As of 2008, there were 25 employees, including nine analysts and one trader. It occupies a single high floor of an office building near Grand Central, in New York City.

==History==

=== Foundation and early years ===
Founded in 1996 by Einhorn, with $900,000 (half borrowed from Einhorn's parents). Greenlight generated greater than a twenty-five percent annualized net return for its investors until 2007, but lackluster results later brought this to under fifteen percent It prospered in its early days by identifying weak financial firms for short selling, making significant gains from Conseco, CompuCredit, Sirrom Capital, and Resource America.

A few months before the dot-com bust, Greenlight lost 4% of its total capital on a short on Chemdex stock as it soared in price. A few months after Greenlight closed its position, Chemdex stock plunged to $2.

===2008 financial crisis===
In the third quarter of 2008, Greenlight lost 15% of its value due to the 2008 financial crisis, primarily from long positions on industrial companies like Helix Energy Solutions, when the SEC temporarily banned short selling of financial stocks. With the majority of Greenlight's money in bonds and long positions on stocks, this stopped hedge funds minimizing 'long' losses or offsetting them with short gains. Greenlight ended 2008 down 23%, its first annual loss. In 2009, Greenlight recouped its losses from 2008.

Einhorn and Greenlight Capital were fined £7.2m by the FSA for insider trading in January 2012. According to the FSA, Einhorn and Greenlight had used inside information before selling shares of Punch Taverns in 2009, which helped avoid losses of £5.8m.

===2015–2020 underperformance===
Greenlight Capital was down 20 percent for 2015.

In February 2015, Greenlight Capital was ranked 53rd out of 58 hedge funds, with a D grade, in the Institutional Investor's Alpha Hedge Fund Report Card. This was the second year in a row Greenlight Capital received a D from IIA.

Greenlight Capital greatly underperformed the bull market in 2017. For January 2018, Greenlights funds were down 6% for the month where the S&P 500 was up 5.6%.

In March 2020, the fund posted loss of 21.5% as the global coronavirus pandemic drove the stock markets down.

==Top equity holdings==
As of 2019, the top equity holdings of the firm were in the shares of the following companies: Green Brick Partners, Brighthouse Financial, Ensco, General Motors, Exela Technologies, CONSOL Coal Resources, and Altus USA.

Greenlight Capital lowered its stake in Apple by 6.2 percent to 8.6 million shares during the fourth quarter of 2014, after Apple shares appreciated 15 percent in the year.

==Philanthropy==
In 2009, Greenlight Capital donated $7.2 million to three charities: Tomorrows Children's Fund, the Center for Public Integrity (CPI) and the Project on Government Oversight (POGO).
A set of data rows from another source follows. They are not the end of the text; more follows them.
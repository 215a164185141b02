use anyhow::{Context, Result};
use clap::Parser;
use log::{debug, info};
use rand::SeedableRng;
use rand::rngs::StdRng;
use std::fs;
use std::io;

use prompt_chain::{NodeEvaluatorRegistry, NodeRequest};

mod cli;
mod config;

use cli::CliArgs;

fn main() -> Result<()> {
    env_logger::init();

    let args = CliArgs::parse();

    let registry = NodeEvaluatorRegistry::with_builtin_nodes();
    if args.list {
        for type_id in registry.type_ids() {
            let name = registry
                .get(type_id)
                .map(|e| e.display_name())
                .unwrap_or_default();
            println!("{}\t{}", type_id, name);
        }
        return Ok(());
    }

    let config = config::load_config().apply_args(&args);
    if args.save_config {
        config::save_config(&config);
    }
    debug!("Effective config: {:?}", config);

    let json = match &args.request_path {
        Some(path) => fs::read_to_string(path)
            .with_context(|| format!("failed to read {}", path.display()))?,
        None => io::read_to_string(io::stdin()).context("failed to read request from stdin")?,
    };
    let request = NodeRequest::from_json(&json).context("invalid node request")?;

    let mut rng = match config.seed {
        Some(seed) => {
            info!("Using fixed seed {}", seed);
            StdRng::seed_from_u64(seed)
        }
        None => StdRng::from_entropy(),
    };

    let response = registry
        .evaluate(&config.node_type, request, &mut rng)
        .with_context(|| format!("failed to evaluate '{}' node", config.node_type))?;

    let rendered = if config.pretty {
        serde_json::to_string_pretty(&response)?
    } else {
        serde_json::to_string(&response)?
    };
    println!("{}", rendered);
    Ok(())
}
The Tomorrows Children's Fund received $2.6 million, CPI received $1.8 million, and POGO received $1.8 million.

==Political contributions==
In 2012, Greenlight Capital ranked 5th out of WNYC's top 10 hedge fund political donors. The hedge fund contributed $592,729.88 to New York State political campaigns in 2012.

== Lawsuit with an ex-employee ==
In October 2023, a former employee at Greenlight Capital, James Fishback, sued the hedge fund in a row over his job title. In the suit, Fishback claimed he worked as “head of macro” at the New York hedge fund, but Greenlight Capital claims that position never existed. The controversy was covered in various news outlets.
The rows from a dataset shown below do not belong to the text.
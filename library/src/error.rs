use thiserror::Error;

#[derive(Error, Debug)]
pub enum LibraryError {
    #[error("JSON parsing error: {0}")]
    Json(#[from] serde_json::Error),
    #[error("Unknown combine mode: {0}")]
    UnknownMode(String),
    #[error("Unknown node type: {0}")]
    UnknownNodeType(String),
    #[error("Invalid argument: {0}")]
    InvalidArgument(String),
}

pub type Result<T> = std::result::Result<T, LibraryError>;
Fishback claimed that in the two-and-a-half years he worked at Greenlight Capital, he was promoted twice; first from research analyst to trader and then to head of macro. Greenlight says these claims are false; it stated that the firm decided in 2023 to terminate Fishback due to low productivity but he resigned when he anticipated being let go.

On June 25, 2024, Greenlight Capital filed a countersuit, claiming Fishback violated his employment agreement, defamed Greenlight and engaged in unfair competition.
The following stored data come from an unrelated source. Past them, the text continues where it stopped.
//! Adapter between the host graph's call convention and the chain core.
//!
//! The host passes node widgets as named fields and upstream links as
//! dynamic `input_1`, `input_2`, ... slots. [`NodeRequest`] captures that
//! shape; [`NodeRequest::into_parts`] turns it into core inputs.

use log::debug;
use serde::{Deserialize, Serialize};
use serde_json::{Map, Value};

use crate::error::{LibraryError, Result};
use crate::evaluation::{ChainInputs, NodeOutput};
use crate::model::{CombineMode, NodeState};

/// Prefix of the dynamic upstream slots.
pub const INPUT_PREFIX: &str = "input_";

#[derive(Serialize, Deserialize, Clone, Debug, PartialEq)]
#[serde(default)]
pub struct NodeRequest {
    pub mode: String,
    pub text: String,
    pub neg_text: String,
    pub switch_index: i64,
    pub locked: bool,
    pub cached_output: String,
    pub cached_neg_output: String,
    pub disabled: bool,
    /// Every other field, including the `input_N` slots.
    #[serde(flatten)]
    pub slots: Map<String, Value>,
}

impl Default for NodeRequest {
    fn default() -> Self {
        Self {
            mode: CombineMode::default().to_string(),
            text: String::new(),
            neg_text: String::new(),
            switch_index: 1,
            locked: false,
            cached_output: String::new(),
            cached_neg_output: String::new(),
            disabled: false,
            slots: Map::new(),
        }
    }
}

impl NodeRequest {
    pub fn from_json(json: &str) -> Result<Self> {
        Ok(serde_json::from_str(json)?)
    }

    /// Set `input_{slot}`.
    pub fn with_input(mut self, slot: usize, value: &str) -> Self {
        self.slots
            .insert(format!("{}{}", INPUT_PREFIX, slot), Value::String(value.to_string()));
        self
    }

    pub fn into_parts(self) -> Result<(NodeState, ChainInputs)> {
        let mode: CombineMode = self.mode.parse()?;
        let upstream = collect_dynamic_inputs(&self.slots)?;
        // Zero and negative indices select nothing.
        let switch_index = usize::try_from(self.switch_index).unwrap_or(0);

        let state = NodeState {
            mode,
            switch_index,
            locked: self.locked,
            cached_output: self.cached_output,
            cached_neg_output: self.cached_neg_output,
            disabled: self.disabled,
        };
        let inputs = ChainInputs {
            text: self.text,
            neg_text: self.neg_text,
            upstream,
        };
        Ok((state, inputs))
    }
}

/// Collect `input_1, input_2, ...` up to the first missing slot.
///
/// `null` marks a present but unconnected slot and is skipped. Slots after a
/// gap are ignored.
pub fn collect_dynamic_inputs(slots: &Map<String, Value>) -> Result<Vec<String>> {
    let mut inputs = Vec::new();
    for slot in 1usize.. {
        let key = format!("{}{}", INPUT_PREFIX, slot);
        match slots.get(&key) {
            None => break,
            Some(Value::Null) => {}
            Some(Value::String(value)) => inputs.push(value.clone()),
            Some(other) => {
                return Err(LibraryError::InvalidArgument(format!(
                    "{} must be a string, got {}",
                    key, other
                )));
            }
        }
    }
    debug!("Collected {} upstream inputs", inputs.len());
    Ok(inputs)
}

/// What the host receives back.
#[derive(Serialize, Deserialize, Clone, Debug, Default, PartialEq, Eq)]
pub struct NodeResponse {
    /// Encoded bundle for chaining into the next node.
    pub output: String,
    pub positive: String,
    pub negative: String,
    pub display: String,
}

impl From<NodeOutput> for NodeResponse {
    fn from(output: NodeOutput) -> Self {
        Self {
            output: output.bundle,
            positive: output.positive,
            negative: output.negative,
            display: output.display,
        }
    }
}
In September 2025, the dispute was resolved when Fishback admitted to sharing confidential information and acknowledged violating his employment terms by emailing Greenlight’s positions and strategies to a personal account and maintaining an undisclosed trading account. As part of the settlement, he agreed to return or delete all Greenlight information in his possession and pay the firm’s legal fees and costs.